Excerpts from a dataset:
- - - -
//! Single rotations. Neither rotation looks at heights or balance; they only restructure.

use tracing::debug;

use crate::error::{Result, TreeError};
use crate::forest::{Forest, NodeId};

impl Forest {
    /// Rotates the subtree rooted at `root` to the left: its right child (the pivot) moves up
    /// to take `root`'s place and `root` becomes the pivot's left child. The pivot's old left
    /// subtree is handed to `root` as its new right subtree, so the in-order sequence of the
    /// subtree doesn't change.
    ///
    /// If `root` had a parent, the parent now points at the pivot. Returns the new subtree root,
    /// or `Ok(None)` if `root` is `None`.
    ///
    /// # Errors
    ///
    /// [`TreeError::MissingPivot`] if `root` has no right child, [`TreeError::StaleNode`] if
    /// `root` isn't live. The forest is untouched in both cases.
    ///
    /// # Diagram
    ///
    /// ```text
    ///    Option<parent>            Option<parent>
    ///      /                         /
    ///    root                      pivot
    ///    /  \                      /   \
    ///   x   pivot   rotate ->    root   z
    ///       /  \                 /  \
    ///      y    z               x    y
    /// ```
    ///
    /// # Examples
    ///
    /// ```
    /// use bintree::Forest;
    ///
    /// let mut forest = Forest::new();
    /// let root = forest.array_to_bst(Some(&[98, 128, 402])).unwrap();
    /// let new_root = forest.rotate_left(root).unwrap();
    ///
    /// assert_eq!(new_root.and_then(|id| forest.value(id)), Some(128));
    /// assert_eq!(forest.in_order_values(new_root), [98, 128, 402]);
    /// ```
    pub fn rotate_left(&mut self, root: Option<NodeId>) -> Result<Option<NodeId>> {
        let Some(root) = root else {
            return Ok(None);
        };
        let node = *self.get(root).ok_or(TreeError::StaleNode(root))?;
        let pivot = node.right().ok_or(TreeError::MissingPivot(root))?;

        let inner = self.left(pivot);
        self.set_right(root, inner);
        if let Some(inner) = inner {
            self.set_parent(inner, Some(root));
        }

        self.set_parent(pivot, node.parent());
        if let Some(parent) = node.parent() {
            self.replace_child(parent, root, Some(pivot));
        }

        self.set_left(pivot, Some(root));
        self.set_parent(root, Some(pivot));

        debug!(?root, ?pivot, "rotated left");
        Ok(Some(pivot))
    }

    /// Mirror image of [`rotate_left`][Self::rotate_left]: the left child moves up and `root`
    /// becomes its right child.
    ///
    /// # Errors
    ///
    /// [`TreeError::MissingPivot`] if `root` has no left child, [`TreeError::StaleNode`] if
    /// `root` isn't live.
    ///
    /// # Diagram
    ///
    /// ```text
    ///       Option<parent>         Option<parent>
    ///         /                      /
    ///       root                   pivot
    ///       /  \                   /   \
    ///    pivot  z    rotate ->    x    root
    ///    /  \                          /  \
    ///   x    y                        y    z
    /// ```
    pub fn rotate_right(&mut self, root: Option<NodeId>) -> Result<Option<NodeId>> {
        let Some(root) = root else {
            return Ok(None);
        };
        let node = *self.get(root).ok_or(TreeError::StaleNode(root))?;
        let pivot = node.left().ok_or(TreeError::MissingPivot(root))?;

        let inner = self.right(pivot);
        self.set_left(root, inner);
        if let Some(inner) = inner {
            self.set_parent(inner, Some(root));
        }

        self.set_parent(pivot, node.parent());
        if let Some(parent) = node.parent() {
            self.replace_child(parent, root, Some(pivot));
        }

        self.set_right(pivot, Some(root));
        self.set_parent(root, Some(pivot));

        debug!(?root, ?pivot, "rotated right");
        Ok(Some(pivot))
    }
}
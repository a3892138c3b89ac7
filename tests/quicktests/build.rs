use std::collections::BTreeSet;

use quickcheck_macros::quickcheck;

use crate::{build, widen};

#[quickcheck]
fn one_node_per_distinct_value(xs: Vec<i8>) -> bool {
    let (forest, root) = build(&xs);
    let distinct: Vec<i32> = widen(&xs)
        .into_iter()
        .collect::<BTreeSet<_>>()
        .into_iter()
        .collect();

    forest.in_order_values(root) == distinct && forest.len() == distinct.len()
}

#[quickcheck]
fn built_tree_is_well_formed(xs: Vec<i8>) -> bool {
    let (forest, root) = build(&xs);
    forest.is_bst(root) && forest.links_consistent(root)
}

#[quickcheck]
fn first_value_is_root(xs: Vec<i8>) -> bool {
    let (forest, root) = build(&xs);
    root.and_then(|id| forest.value(id)) == xs.first().map(|&x| i32::from(x))
}
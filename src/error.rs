use thiserror::Error;

use crate::forest::NodeId;

/// Everything that can go wrong while mutating a [`Forest`][crate::Forest].
///
/// Absence is not an error in this crate: a missing root, a missing node or a value that isn't
/// in the tree all come back as `None`. `TreeError` is reserved for requests the forest could
/// not honour.
#[derive(Error, Debug, Clone, PartialEq, Eq)]
pub enum TreeError {
    /// The handle points at a slot that was released (or never belonged to this forest).
    #[error("node {0:?} is not live in this forest")]
    StaleNode(NodeId),
    /// A rotation was asked to promote a child the node doesn't have.
    #[error("node {0:?} has no child to rotate into its place")]
    MissingPivot(NodeId),
    /// The forest's internal bookkeeping doesn't add up, e.g. after deserializing data that
    /// wasn't produced by this crate.
    #[error("forest data is inconsistent: {0}")]
    InvalidForest(&'static str),
    /// A BST insert found the value already in the tree.
    #[error("value {0} is already in the tree")]
    Duplicate(i32),
    /// The forest can't hold another node.
    #[error("forest is full ({limit} nodes)")]
    CapacityExceeded {
        /// The number of live nodes the forest was allowed to hold.
        limit: usize,
    },
    /// Building a BST from a slice stopped at the first occurrence of `value`.
    #[error("building tree stopped at index {index} (value {value})")]
    BuildAborted {
        /// Position of the offending element.
        index: usize,
        /// The element that could not be inserted.
        value: i32,
        /// Why the insert failed.
        #[source]
        source: Box<TreeError>,
    },
}

/// Shorthand used throughout the crate.
pub type Result<T, E = TreeError> = std::result::Result<T, E>;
- - - -
Task instructions
Lines from the top of the entries above to the line that contains "has no right" should be set down exactly, please, with both ends kept and nothing added.

Written response
//! Single rotations. Neither rotation looks at heights or balance; they only restructure.

use tracing::debug;

use crate::error::{Result, TreeError};
use crate::forest::{Forest, NodeId};

impl Forest {
    /// Rotates the subtree rooted at `root` to the left: its right child (the pivot) moves up
    /// to take `root`'s place and `root` becomes the pivot's left child. The pivot's old left
    /// subtree is handed to `root` as its new right subtree, so the in-order sequence of the
    /// subtree doesn't change.
    ///
    /// If `root` had a parent, the parent now points at the pivot. Returns the new subtree root,
    /// or `Ok(None)` if `root` is `None`.
    ///
    /// # Errors
    ///
    /// [`TreeError::MissingPivot`] if `root` has no right child, [`TreeError::StaleNode`] if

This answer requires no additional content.